AIM OF THE EXERCISE:
Lines with "posts" in the records below: say how many there are, and add nothing.

START TASK MATERIAL

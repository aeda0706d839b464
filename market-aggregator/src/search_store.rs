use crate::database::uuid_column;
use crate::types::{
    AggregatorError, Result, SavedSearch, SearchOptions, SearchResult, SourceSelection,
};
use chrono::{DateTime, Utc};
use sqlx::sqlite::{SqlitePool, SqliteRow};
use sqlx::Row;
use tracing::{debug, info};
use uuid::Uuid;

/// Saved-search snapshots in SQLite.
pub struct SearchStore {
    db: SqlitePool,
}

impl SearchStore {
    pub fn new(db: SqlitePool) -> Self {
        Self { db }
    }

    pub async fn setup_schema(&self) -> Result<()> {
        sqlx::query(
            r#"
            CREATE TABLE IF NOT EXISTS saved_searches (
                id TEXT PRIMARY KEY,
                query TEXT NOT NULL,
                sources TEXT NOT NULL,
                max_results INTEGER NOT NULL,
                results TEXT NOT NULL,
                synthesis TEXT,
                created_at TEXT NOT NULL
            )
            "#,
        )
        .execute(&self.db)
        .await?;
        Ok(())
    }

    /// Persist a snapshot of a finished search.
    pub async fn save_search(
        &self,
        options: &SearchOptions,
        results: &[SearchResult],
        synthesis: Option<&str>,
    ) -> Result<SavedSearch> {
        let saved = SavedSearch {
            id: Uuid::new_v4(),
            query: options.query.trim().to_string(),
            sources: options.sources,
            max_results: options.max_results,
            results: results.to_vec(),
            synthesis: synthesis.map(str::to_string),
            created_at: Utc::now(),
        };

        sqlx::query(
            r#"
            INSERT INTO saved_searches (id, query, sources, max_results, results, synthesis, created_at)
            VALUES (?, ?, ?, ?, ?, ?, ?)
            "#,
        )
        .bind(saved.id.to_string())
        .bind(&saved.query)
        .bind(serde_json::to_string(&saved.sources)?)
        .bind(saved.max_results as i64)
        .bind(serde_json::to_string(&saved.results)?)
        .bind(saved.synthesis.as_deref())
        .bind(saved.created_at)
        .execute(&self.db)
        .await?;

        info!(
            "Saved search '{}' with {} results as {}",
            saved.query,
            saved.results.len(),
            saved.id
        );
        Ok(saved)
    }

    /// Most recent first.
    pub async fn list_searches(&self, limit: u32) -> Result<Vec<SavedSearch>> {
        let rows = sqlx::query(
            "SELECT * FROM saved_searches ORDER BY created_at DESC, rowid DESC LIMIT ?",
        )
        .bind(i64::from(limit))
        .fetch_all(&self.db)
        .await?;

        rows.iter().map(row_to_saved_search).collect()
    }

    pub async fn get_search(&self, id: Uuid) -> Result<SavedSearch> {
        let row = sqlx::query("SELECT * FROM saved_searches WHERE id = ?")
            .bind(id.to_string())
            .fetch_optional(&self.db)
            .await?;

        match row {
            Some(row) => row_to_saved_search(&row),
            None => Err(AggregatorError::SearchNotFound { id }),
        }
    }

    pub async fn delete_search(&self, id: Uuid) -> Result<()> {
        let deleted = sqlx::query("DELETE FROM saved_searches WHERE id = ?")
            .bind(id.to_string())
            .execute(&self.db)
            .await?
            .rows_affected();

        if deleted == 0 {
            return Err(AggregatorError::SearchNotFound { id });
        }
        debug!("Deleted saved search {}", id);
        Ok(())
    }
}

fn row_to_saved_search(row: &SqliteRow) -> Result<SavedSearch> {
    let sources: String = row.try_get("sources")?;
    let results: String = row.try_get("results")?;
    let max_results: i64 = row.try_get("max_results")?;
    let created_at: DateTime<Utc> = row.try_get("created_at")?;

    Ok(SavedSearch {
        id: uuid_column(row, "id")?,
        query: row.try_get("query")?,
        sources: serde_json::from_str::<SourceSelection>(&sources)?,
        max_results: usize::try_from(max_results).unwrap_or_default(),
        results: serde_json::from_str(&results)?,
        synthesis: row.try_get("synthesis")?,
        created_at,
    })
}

END TASK MATERIAL
START TASK MATERIAL

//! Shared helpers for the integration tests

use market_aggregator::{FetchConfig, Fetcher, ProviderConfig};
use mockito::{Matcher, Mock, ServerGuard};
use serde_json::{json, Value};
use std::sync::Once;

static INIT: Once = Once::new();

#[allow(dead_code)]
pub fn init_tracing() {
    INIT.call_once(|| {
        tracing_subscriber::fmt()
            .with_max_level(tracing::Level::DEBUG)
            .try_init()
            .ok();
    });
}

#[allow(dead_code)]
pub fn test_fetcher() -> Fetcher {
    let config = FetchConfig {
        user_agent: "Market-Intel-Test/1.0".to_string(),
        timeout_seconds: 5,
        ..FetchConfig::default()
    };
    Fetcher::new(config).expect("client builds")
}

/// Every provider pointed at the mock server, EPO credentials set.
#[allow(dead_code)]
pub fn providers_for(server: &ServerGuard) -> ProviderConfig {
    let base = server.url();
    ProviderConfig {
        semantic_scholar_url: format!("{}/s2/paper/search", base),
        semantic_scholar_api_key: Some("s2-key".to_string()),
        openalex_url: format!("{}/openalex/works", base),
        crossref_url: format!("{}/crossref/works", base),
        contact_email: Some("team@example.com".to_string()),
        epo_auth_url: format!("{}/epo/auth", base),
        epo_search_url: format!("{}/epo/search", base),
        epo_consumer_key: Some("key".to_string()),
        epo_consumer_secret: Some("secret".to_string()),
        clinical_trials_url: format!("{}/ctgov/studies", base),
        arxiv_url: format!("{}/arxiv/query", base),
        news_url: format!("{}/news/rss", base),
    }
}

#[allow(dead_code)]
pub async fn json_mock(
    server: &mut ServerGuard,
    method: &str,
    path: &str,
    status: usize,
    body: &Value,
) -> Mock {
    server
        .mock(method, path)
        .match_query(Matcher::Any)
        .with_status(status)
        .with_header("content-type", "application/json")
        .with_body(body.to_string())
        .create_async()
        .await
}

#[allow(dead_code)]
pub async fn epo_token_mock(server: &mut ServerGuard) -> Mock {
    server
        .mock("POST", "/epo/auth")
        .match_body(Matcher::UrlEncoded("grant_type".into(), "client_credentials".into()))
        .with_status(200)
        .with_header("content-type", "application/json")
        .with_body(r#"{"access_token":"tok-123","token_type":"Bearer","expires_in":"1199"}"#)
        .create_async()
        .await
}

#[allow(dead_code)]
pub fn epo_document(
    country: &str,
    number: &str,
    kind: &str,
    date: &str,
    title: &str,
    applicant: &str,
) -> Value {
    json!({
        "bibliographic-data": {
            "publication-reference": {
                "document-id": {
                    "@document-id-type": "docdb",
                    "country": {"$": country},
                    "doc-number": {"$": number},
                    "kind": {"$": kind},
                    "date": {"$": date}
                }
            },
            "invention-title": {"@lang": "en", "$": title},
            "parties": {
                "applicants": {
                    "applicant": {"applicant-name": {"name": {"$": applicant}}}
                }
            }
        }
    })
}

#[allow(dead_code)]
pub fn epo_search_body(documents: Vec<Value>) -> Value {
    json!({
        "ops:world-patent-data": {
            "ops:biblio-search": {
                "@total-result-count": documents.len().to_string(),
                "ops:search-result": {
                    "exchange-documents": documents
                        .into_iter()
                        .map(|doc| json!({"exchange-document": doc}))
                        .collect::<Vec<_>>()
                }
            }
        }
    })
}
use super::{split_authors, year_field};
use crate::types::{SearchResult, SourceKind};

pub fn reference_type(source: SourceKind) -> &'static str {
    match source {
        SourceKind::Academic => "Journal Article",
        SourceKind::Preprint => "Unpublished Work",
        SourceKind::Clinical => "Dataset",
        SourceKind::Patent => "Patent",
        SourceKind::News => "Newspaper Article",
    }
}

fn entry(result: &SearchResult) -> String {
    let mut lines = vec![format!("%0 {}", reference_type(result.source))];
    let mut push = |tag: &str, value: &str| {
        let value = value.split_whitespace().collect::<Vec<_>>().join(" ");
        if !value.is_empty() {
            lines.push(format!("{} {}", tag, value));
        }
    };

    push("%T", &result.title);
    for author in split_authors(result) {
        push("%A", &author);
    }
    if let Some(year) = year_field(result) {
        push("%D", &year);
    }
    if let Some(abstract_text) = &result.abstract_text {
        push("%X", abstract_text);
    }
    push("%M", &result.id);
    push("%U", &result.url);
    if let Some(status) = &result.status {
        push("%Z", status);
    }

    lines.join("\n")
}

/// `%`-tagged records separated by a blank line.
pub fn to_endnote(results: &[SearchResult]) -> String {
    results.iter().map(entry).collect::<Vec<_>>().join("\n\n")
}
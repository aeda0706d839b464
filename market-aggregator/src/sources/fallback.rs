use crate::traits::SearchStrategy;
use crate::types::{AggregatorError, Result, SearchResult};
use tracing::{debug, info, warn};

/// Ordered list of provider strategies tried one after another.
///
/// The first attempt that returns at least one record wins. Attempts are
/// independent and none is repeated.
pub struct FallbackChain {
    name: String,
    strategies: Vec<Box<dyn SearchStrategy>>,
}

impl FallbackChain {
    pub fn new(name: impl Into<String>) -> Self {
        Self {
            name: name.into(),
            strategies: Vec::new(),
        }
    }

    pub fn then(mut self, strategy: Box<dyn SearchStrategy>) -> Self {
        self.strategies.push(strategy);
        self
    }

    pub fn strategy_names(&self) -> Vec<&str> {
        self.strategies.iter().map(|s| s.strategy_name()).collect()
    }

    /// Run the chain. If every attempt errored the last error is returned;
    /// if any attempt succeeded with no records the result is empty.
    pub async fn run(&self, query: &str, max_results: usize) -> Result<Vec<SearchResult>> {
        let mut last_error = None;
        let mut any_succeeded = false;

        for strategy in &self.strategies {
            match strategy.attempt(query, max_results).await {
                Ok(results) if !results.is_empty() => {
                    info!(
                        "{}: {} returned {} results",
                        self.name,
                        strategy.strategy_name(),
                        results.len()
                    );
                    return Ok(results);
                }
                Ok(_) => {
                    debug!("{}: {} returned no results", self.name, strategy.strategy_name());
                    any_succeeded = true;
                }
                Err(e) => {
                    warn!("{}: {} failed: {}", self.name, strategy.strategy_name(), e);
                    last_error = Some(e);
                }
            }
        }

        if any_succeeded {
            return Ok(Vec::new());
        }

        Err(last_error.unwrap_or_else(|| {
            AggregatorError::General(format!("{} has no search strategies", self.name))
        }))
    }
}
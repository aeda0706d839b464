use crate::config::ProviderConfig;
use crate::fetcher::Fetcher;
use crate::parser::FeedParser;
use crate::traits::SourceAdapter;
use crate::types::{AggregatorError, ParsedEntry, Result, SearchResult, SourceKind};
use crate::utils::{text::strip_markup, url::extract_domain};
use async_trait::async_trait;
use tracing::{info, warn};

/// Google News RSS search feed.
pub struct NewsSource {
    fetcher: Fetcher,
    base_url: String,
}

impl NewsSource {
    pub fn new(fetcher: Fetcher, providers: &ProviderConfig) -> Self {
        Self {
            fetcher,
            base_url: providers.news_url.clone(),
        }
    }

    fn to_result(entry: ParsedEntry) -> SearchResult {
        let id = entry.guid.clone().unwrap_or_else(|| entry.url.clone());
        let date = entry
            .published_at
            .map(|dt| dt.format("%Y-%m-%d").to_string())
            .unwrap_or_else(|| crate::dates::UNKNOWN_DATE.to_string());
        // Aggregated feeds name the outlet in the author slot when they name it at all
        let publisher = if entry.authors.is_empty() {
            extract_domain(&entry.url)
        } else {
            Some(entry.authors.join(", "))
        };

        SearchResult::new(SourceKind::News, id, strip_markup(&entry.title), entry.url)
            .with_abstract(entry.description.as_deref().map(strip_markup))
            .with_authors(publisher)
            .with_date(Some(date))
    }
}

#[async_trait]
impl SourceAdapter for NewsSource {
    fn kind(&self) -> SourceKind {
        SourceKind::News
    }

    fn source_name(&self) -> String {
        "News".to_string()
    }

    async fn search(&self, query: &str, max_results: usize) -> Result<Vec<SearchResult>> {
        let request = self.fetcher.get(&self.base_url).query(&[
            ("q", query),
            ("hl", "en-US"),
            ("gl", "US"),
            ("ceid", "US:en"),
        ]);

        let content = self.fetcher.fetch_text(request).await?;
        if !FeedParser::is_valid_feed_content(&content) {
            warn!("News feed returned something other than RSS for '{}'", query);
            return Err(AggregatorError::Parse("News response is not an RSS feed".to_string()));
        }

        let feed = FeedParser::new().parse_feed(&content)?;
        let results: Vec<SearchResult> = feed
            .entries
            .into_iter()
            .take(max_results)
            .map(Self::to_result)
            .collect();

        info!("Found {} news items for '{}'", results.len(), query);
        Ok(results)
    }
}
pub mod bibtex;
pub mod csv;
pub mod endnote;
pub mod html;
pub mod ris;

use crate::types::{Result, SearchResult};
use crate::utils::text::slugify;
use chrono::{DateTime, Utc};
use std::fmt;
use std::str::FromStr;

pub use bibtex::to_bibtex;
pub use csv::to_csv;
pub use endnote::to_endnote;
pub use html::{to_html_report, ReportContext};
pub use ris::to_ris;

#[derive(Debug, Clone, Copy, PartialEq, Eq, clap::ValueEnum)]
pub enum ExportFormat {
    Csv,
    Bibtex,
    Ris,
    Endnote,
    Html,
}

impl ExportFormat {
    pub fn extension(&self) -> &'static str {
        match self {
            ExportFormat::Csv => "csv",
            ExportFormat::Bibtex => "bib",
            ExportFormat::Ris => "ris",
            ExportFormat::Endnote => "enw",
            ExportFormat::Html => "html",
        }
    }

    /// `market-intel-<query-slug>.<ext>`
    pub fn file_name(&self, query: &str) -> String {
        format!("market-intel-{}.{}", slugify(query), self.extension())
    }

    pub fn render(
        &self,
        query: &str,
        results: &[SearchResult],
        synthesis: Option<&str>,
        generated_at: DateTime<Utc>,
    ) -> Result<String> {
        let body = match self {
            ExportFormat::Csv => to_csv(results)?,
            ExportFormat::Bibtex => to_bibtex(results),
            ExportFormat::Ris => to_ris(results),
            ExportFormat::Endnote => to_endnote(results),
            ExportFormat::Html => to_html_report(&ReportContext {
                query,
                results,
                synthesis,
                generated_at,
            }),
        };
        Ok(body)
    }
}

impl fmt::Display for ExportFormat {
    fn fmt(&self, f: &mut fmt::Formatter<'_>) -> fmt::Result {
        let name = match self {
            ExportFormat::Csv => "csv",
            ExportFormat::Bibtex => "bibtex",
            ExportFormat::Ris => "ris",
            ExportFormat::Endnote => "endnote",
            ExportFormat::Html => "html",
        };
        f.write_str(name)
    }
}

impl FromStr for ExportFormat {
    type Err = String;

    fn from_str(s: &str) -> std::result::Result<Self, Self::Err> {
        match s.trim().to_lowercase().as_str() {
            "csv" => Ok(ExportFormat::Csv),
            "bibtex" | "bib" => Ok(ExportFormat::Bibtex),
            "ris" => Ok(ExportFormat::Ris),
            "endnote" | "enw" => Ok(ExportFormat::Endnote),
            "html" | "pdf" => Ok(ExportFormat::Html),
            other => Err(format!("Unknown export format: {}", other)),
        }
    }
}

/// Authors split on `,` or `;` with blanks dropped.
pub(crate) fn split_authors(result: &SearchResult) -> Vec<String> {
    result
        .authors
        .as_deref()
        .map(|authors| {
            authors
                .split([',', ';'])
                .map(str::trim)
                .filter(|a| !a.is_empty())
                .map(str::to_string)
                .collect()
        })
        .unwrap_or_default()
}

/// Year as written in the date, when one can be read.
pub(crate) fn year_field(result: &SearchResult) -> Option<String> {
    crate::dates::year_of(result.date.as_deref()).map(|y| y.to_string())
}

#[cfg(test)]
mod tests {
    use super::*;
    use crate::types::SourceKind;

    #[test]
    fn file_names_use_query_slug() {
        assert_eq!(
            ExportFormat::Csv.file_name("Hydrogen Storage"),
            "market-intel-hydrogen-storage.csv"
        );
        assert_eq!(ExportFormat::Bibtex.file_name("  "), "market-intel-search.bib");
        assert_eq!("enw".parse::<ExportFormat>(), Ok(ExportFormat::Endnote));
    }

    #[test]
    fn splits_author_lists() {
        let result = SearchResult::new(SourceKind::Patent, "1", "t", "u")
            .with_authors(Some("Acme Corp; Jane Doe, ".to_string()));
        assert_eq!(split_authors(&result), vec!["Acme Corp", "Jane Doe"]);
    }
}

END TASK MATERIAL
START TASK MATERIAL

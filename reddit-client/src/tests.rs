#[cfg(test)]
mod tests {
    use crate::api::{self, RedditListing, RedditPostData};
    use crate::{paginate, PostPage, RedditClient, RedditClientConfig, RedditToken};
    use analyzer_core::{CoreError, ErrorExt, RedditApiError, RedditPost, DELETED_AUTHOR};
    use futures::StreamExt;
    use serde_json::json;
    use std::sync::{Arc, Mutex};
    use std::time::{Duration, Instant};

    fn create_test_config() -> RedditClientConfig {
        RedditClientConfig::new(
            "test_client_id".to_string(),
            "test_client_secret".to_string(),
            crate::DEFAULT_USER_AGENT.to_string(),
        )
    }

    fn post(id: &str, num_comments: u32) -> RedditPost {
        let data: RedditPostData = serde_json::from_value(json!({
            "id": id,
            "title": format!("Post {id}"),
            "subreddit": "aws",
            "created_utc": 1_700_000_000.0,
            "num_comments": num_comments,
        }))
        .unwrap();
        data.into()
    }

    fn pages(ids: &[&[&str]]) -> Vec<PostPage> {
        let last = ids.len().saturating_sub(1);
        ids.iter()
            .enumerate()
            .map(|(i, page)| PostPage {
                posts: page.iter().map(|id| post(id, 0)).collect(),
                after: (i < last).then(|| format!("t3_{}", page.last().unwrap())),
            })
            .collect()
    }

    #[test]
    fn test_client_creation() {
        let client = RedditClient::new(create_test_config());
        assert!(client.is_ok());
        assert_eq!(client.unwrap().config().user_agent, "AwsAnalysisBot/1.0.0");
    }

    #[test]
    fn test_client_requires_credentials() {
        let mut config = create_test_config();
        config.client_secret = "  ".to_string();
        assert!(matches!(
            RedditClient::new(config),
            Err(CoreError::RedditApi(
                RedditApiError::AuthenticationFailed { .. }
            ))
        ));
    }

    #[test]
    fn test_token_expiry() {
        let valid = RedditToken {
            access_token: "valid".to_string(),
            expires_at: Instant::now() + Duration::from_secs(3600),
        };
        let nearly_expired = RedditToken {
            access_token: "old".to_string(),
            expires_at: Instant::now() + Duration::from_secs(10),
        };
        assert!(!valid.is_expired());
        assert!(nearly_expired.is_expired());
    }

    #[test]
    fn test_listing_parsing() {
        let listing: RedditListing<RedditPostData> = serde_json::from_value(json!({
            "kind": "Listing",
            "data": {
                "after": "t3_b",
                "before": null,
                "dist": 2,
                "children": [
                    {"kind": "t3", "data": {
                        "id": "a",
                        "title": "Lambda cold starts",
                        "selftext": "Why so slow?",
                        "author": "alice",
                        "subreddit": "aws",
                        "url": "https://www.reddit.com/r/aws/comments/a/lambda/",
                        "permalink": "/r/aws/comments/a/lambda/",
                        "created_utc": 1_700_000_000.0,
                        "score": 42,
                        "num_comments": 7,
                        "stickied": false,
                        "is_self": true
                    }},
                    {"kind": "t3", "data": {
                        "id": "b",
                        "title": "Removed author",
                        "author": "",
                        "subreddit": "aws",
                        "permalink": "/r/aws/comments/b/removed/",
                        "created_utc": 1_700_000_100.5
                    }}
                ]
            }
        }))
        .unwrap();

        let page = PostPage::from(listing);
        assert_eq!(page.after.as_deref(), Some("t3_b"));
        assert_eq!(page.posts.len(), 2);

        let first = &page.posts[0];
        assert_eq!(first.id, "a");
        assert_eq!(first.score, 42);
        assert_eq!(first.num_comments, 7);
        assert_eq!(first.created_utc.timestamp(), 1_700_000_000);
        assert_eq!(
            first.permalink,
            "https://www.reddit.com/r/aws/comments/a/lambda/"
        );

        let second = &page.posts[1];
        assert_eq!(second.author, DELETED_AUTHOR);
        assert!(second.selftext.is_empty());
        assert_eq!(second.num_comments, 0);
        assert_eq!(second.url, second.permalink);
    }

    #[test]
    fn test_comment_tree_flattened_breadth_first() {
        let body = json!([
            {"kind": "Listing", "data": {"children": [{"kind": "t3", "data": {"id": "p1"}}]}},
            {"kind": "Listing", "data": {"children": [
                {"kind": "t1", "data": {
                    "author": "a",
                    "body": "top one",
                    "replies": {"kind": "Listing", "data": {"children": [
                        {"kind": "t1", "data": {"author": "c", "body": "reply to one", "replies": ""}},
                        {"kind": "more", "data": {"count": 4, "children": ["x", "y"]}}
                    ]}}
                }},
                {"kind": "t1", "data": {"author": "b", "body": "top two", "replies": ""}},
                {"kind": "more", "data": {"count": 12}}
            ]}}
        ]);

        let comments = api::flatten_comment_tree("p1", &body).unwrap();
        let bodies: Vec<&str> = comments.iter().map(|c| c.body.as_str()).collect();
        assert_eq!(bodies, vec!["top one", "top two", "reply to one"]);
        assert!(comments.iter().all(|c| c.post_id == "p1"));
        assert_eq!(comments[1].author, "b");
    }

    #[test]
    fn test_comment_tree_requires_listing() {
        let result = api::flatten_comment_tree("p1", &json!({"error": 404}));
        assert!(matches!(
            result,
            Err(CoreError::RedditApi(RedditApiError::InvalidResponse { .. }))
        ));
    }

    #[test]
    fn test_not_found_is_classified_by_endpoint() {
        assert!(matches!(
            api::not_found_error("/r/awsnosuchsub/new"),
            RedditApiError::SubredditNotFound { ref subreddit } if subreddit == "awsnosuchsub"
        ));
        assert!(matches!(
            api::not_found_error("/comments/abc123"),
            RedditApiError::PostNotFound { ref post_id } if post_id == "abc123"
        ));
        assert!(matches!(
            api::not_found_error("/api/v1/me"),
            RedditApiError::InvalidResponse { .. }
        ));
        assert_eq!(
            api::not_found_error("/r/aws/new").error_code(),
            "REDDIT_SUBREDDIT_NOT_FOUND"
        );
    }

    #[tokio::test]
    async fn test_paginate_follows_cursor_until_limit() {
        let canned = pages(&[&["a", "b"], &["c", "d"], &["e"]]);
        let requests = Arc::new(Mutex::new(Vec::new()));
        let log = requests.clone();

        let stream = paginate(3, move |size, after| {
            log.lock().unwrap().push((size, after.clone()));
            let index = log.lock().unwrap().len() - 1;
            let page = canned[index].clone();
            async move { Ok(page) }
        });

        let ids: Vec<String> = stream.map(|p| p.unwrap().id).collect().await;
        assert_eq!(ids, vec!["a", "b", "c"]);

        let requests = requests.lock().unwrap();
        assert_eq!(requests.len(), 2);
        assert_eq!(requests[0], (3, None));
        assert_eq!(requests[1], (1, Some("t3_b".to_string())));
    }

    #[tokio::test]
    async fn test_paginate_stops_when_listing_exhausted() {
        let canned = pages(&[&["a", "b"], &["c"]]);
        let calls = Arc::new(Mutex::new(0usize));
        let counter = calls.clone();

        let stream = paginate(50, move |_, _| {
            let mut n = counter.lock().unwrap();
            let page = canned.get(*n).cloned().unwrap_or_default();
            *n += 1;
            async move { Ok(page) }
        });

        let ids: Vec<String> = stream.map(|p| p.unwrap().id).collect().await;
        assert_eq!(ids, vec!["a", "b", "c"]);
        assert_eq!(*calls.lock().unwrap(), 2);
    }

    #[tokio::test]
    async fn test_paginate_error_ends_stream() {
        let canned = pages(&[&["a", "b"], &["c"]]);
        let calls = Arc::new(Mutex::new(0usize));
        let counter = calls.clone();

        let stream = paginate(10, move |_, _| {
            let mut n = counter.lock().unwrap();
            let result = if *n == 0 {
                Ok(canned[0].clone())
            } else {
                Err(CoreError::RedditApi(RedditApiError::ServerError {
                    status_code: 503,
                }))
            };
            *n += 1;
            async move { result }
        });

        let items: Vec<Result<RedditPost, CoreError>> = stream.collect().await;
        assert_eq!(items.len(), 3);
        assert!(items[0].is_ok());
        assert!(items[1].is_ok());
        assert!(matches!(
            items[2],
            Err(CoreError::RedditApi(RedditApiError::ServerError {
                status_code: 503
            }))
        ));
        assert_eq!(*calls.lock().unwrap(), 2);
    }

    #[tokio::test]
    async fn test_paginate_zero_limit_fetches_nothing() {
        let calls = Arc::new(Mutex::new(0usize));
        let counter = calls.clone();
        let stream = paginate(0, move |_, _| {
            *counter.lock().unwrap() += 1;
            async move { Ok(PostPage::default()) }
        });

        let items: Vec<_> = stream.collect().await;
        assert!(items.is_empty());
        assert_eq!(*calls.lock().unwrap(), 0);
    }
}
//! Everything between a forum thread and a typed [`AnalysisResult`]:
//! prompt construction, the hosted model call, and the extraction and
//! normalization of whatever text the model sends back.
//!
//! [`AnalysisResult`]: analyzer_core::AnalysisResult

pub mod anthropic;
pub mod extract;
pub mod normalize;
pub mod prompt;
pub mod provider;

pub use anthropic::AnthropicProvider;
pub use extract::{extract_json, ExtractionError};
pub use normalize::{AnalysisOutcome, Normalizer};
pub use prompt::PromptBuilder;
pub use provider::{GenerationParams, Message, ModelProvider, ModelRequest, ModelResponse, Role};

END TASK MATERIAL

RESPONSE TO THE TASK:
4